Records for this exercise Block Start

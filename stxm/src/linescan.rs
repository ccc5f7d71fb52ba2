//! Display regridding of line scans.
//!
//! A line scan image has one column per energy sample, and energies are
//! usually denser around an absorption edge. For display the columns are
//! repeated onto a uniform energy axis: grid point `e0 + m * step` shows the
//! last acquired column at or below it. The final sample is appended once so
//! every acquired column is visible. The acquired data are never modified.

use crate::config::LineScanConfig;
use crate::error::{Error, Result};
use crate::image::Image;

#[derive(Debug, Clone, PartialEq)]
pub struct RegriddedScan {
    pub image: Image,
    /// Energy of each regridded column.
    pub energies: Vec<f64>,
    /// Acquired column shown in each regridded column.
    pub source_columns: Vec<usize>,
}

#[derive(Debug, Clone, Default)]
pub struct LineScanRegridder {
    config: LineScanConfig,
}

impl LineScanRegridder {
    pub fn new(config: LineScanConfig) -> Self {
        Self { config }
    }

    pub fn regrid(&self, image: &Image, energies: &[f64]) -> Result<RegriddedScan> {
        if energies.len() != image.width() {
            return Err(Error::EnergyCountMismatch {
                energies: energies.len(),
                columns: image.width(),
            });
        }
        let (&first, &last) = match (energies.first(), energies.last()) {
            (Some(first), Some(last)) => (first, last),
            _ => return Err(Error::EmptyLineScan),
        };
        if let Some(index) = energies
            .iter()
            .enumerate()
            .position(|(i, e)| !e.is_finite() || (i > 0 && *e < energies[i - 1]))
        {
            return Err(Error::UnsortedEnergies { index });
        }

        let step = self.config.energy_step;
        let estimated = ((last - first) / step).ceil() as usize + 1;
        if estimated > self.config.max_columns {
            return Err(Error::GridTooLarge {
                columns: estimated,
                limit: self.config.max_columns,
            });
        }

        let mut grid: Vec<f64> = (0..)
            .map(|m| first + m as f64 * step)
            .take_while(|&e| e < last)
            .collect();

        let mut source_columns = Vec::with_capacity(grid.len() + 1);
        let mut source = 0;
        for &e in &grid {
            while source + 1 < energies.len() && energies[source + 1] <= e {
                source += 1;
            }
            source_columns.push(source);
        }
        source_columns.push(energies.len() - 1);
        grid.push(last);

        let regridded = Image::from_fn(source_columns.len(), image.height(), |x, y| {
            image[(source_columns[x], y)]
        });

        tracing::debug!(
            acquired = energies.len(),
            regridded = source_columns.len(),
            step,
            "Regridded line scan"
        );

        Ok(RegriddedScan {
            image: regridded,
            energies: grid,
            source_columns,
        })
    }
}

Records for this exercise Block End

The answer must be a single number: how many lines in the data above contain the string "return".

▶ [Finished exercise]:
4